In a project that I've been involved with for many years, I've gradually evolved a design pattern that's proven to be extremely useful for me. I sometimes feel I should get a bit evangelical with it, but I'd be a bit embarrassed if I tried and found out that it was just my version of somebody's old hat. I've dug through Design Patterns looking for it in vain, and I haven't run across anyone else talking about it, but my search hasn't been exhaustive.
The core idea is having a broker object that manages a set of definition objects, each definition object constituting a possible value of some complex property. As an example, you might have Car, Plane, and Generator classes that all have an EngineType. Car doesn't store its own EngineType object, it stores a reference key of some kind that states the kind of Engine it has (such as an integer or string ID). When we want to look at properties or behavior of an EngineType, say WankelEngine, we ask the EngineTypeBroker singleton object for WankelEngine's definition object, passing it the reference key. This object encapsulates whatever's interesting to know about EngineTypes, possibly simply being a property list but potentially having behavior loaded onto it as well.

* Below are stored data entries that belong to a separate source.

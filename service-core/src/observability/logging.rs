use opentelemetry::KeyValue;
use opentelemetry_otlp::WithExportConfig;
use opentelemetry_sdk::{Resource, runtime, trace as sdktrace};
use tracing_subscriber::{layer::SubscriberExt, util::SubscriberInitExt};

/// Installs the global subscriber: env filter, JSON formatter and, when an
/// OTLP endpoint is given, span export to that collector.
pub fn init_tracing(service_name: &str, log_level: &str, otlp_endpoint: Option<&str>) {
    let env_filter = tracing_subscriber::EnvFilter::try_from_default_env()
        .unwrap_or_else(|_| tracing_subscriber::EnvFilter::new(log_level));

    let telemetry = otlp_endpoint.and_then(|endpoint| {
        match build_tracer(service_name, endpoint) {
            Ok(tracer) => Some(tracing_opentelemetry::layer().with_tracer(tracer)),
            Err(e) => {
                eprintln!(
                    "Failed to initialize OTLP tracer for service '{}' at endpoint '{}': {}",
                    service_name, endpoint, e
                );
                None
            }
        }
    });

    tracing_subscriber::registry()
        .with(env_filter)
        .with(telemetry)
        .with(
            tracing_subscriber::fmt::layer()
                .with_file(true)
                .with_line_number(true)
                .json()
                .flatten_event(true),
        )
        .init();
}

fn build_tracer(
    service_name: &str,
    endpoint: &str,
) -> Result<sdktrace::Tracer, opentelemetry::trace::TraceError> {
    let otlp_exporter = opentelemetry_otlp::new_exporter()
        .tonic()
        .with_endpoint(endpoint);

    opentelemetry_otlp::new_pipeline()
        .tracing()
        .with_exporter(otlp_exporter)
        .with_trace_config(sdktrace::config().with_resource(Resource::new(vec![
            KeyValue::new("service.name", service_name.to_string()),
        ])))
        .install_batch(runtime::Tokio)
}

So what it's facilitating is a kind of shared, loosely-coupled aggregation, where many Cars may have a WankelEngine but there is only one WankelEngine definition object (and the EngineTypeBroker can replace that object, leveraging the loose coupling into enhanced runtime morphism).

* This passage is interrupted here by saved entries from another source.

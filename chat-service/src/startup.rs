//! Application startup and lifecycle management.

use crate::config::{ChatConfig, ResponderKind, StoreBackend};
use crate::dtos::SESSION_HEADER;
use crate::handlers;
use crate::services::responder::{DialogflowClient, DialogflowConfig};
use crate::services::{
    ChatService, ConversationStore, IntentResponder, MemoryStore, PatternResponder,
    PostgresStore, ResponseGenerator,
};
use axum::{
    middleware,
    routing::{get, head, post},
    Router,
};
use service_core::error::AppError;
use service_core::middleware::{
    make_request_span, metrics_middleware, request_id_middleware, security_headers_middleware,
};
use std::net::SocketAddr;
use std::sync::Arc;
use tokio::net::TcpListener;
use tower_http::trace::TraceLayer;

/// Shared application state.
#[derive(Clone)]
pub struct AppState {
    pub config: ChatConfig,
    pub chat: ChatService,
}

/// Builds the HTTP router for the given state.
pub fn build_router(state: AppState) -> Router {
    let cors = state.config.cors.clone().into_layer(&[SESSION_HEADER]);

    Router::new()
        .route("/", get(handlers::root))
        .route("/status", get(handlers::status))
        .route("/health", get(handlers::health_check))
        .route("/ready", get(handlers::readiness_check))
        .route("/metrics", get(handlers::metrics_endpoint))
        .route("/api/chat", post(handlers::send_message))
        .route("/api/chat/session", post(handlers::create_session))
        .route("/api/chat/:session_id/exists", head(handlers::session_exists))
        .route("/api/chat/:session_id/messages", get(handlers::get_messages))
        .fallback(handlers::not_found)
        .layer(middleware::from_fn(metrics_middleware))
        .layer(TraceLayer::new_for_http().make_span_with(make_request_span::<axum::body::Body>))
        .layer(middleware::from_fn(request_id_middleware))
        .layer(middleware::from_fn(security_headers_middleware))
        .layer(cors)
        .with_state(state)
}

/// Opens the configured conversation store.
pub async fn build_store(config: &ChatConfig) -> Result<Arc<dyn ConversationStore>, AppError> {
    match config.store.backend {
        StoreBackend::Memory => {
            tracing::info!("Using in-memory conversation store");
            Ok(Arc::new(MemoryStore::new()))
        }
        StoreBackend::Postgres => {
            let url = config.store.database_url.as_deref().ok_or_else(|| {
                AppError::ConfigError(anyhow::anyhow!("DATABASE_URL is not set"))
            })?;
            let store = PostgresStore::new(
                url,
                config.store.max_connections,
                config.store.min_connections,
            )
            .await
            .map_err(|e| {
                tracing::error!(error = %e, "Failed to connect to PostgreSQL");
                e
            })?;
            store.run_migrations().await.map_err(|e| {
                tracing::error!(error = %e, "Failed to run migrations");
                e
            })?;
            tracing::info!("Using PostgreSQL conversation store");
            Ok(Arc::new(store))
        }
    }
}

/// Builds the configured reply generator.
pub fn build_generator(config: &ChatConfig) -> Result<Arc<dyn ResponseGenerator>, AppError> {
    let responder = &config.responder;
    match responder.kind {
        ResponderKind::Pattern => Ok(Arc::new(PatternResponder::builtin())),
        ResponderKind::Dialogflow => {
            let (Some(project_id), Some(access_token)) =
                (responder.project_id.clone(), responder.access_token.clone())
            else {
                return Err(AppError::ConfigError(anyhow::anyhow!(
                    "Dialogflow responder requires a project id and an access token"
                )));
            };

            let client = DialogflowClient::new(DialogflowConfig {
                endpoint: responder.endpoint.clone(),
                project_id,
                access_token,
                request_timeout: responder.upstream_timeout,
            })
            .map_err(|e| AppError::ConfigError(anyhow::anyhow!(e)))?;

            Ok(Arc::new(IntentResponder::new(
                Arc::new(client),
                responder.language_code.clone(),
                responder.upstream_timeout,
            )))
        }
    }
}

/// Application container for managing server lifecycle.
pub struct Application {
    port: u16,
    listener: TcpListener,
    router: Router,
    state: AppState,
}

impl Application {
    /// Build the application with the store and generator named by `config`.
    pub async fn build(config: ChatConfig) -> Result<Self, AppError> {
        let store = build_store(&config).await?;
        let generator = build_generator(&config)?;
        Self::build_with(config, store, generator).await
    }

    /// Build the application around an existing store and generator.
    pub async fn build_with(
        config: ChatConfig,
        store: Arc<dyn ConversationStore>,
        generator: Arc<dyn ResponseGenerator>,
    ) -> Result<Self, AppError> {
        tracing::info!(generator = generator.name(), "Reply generator ready");

        let state = AppState {
            config: config.clone(),
            chat: ChatService::new(store, generator),
        };

        let app = build_router(state.clone());

        let addr = SocketAddr::from(([0, 0, 0, 0], config.common.port));
        let listener = TcpListener::bind(addr).await.map_err(|e| {
            tracing::error!(error = %e, addr = %addr, "Failed to bind HTTP listener");
            AppError::from(e)
        })?;
        let port = listener.local_addr()?.port();

        tracing::info!(
            service = "chat-service",
            version = env!("CARGO_PKG_VERSION"),
            port = port,
            environment = config.environment.as_str(),
            "Service ready to accept connections"
        );

        Ok(Self {
            port,
            listener,
            router: app,
            state,
        })
    }

    pub fn port(&self) -> u16 {
        self.port
    }

    pub fn chat(&self) -> &ChatService {
        &self.state.chat
    }

    /// Run until the server stops.
    pub async fn run_until_stopped(self) -> std::io::Result<()> {
        self.run_with_shutdown(std::future::pending()).await
    }

    /// Run until `shutdown` resolves, then drain in-flight requests.
    pub async fn run_with_shutdown<F>(self, shutdown: F) -> std::io::Result<()>
    where
        F: std::future::Future<Output = ()> + Send + 'static,
    {
        axum::serve(self.listener, self.router)
            .with_graceful_shutdown(shutdown)
            .await
    }
}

Some elements of this pattern as I use it (continuing to use EngineType as an example):
- There are always IsEngineType(x) and EngineType(x) functions, for determining whether a given value is a valid reference key for an EngineType and for retrieving the EngineType definition object corresponding to a reference key, respectively.
- I always allow multiple forms of reference key for a given EngineType, always at least a string name and the definition object itself, more often than not an integer ID, and sometimes object types that aggregate an EngineType. This helps with debugging, makes the code more flexible, and, in my particular situation, eases a lot of backward compatibility issues relative to older practices. (The usual way people used to do all this, in this project's context, was to define hashes for each property an EngineType might have and look up the properties by reference key.)
- Usually, each definition instance is a subclass of a general class for that definition type (i.e. WankelEngine inherits EngineType). Class files for definition objects are kept in a directory like /Def/EngineType (i.e. WankelEngine's class would be /Def/EngineType/WankelEngine). So related definitions are grouped together, and the class files resemble configuration files for the EngineType, but with the ability to define code (not typically found in configuration files).
Some trivially illustrative sample pseudocode:
class Car {
attribute Name;
attribute EngineTypeCode;
object GetEngineTypeDef() {
return EngineTypeBroker->EngineType(this->GetEngineTypeCode());
}
string GetDescription() {
object def = this->GetEngineTypeDef();
return "I am a car called " . this->GetName() . ", whose " .
def->GetEngineTypeName() . " engine can run at " .
def->GetEngineTypeMaxRPM() . " RPM!";
}
}
So, is there a name out there for this?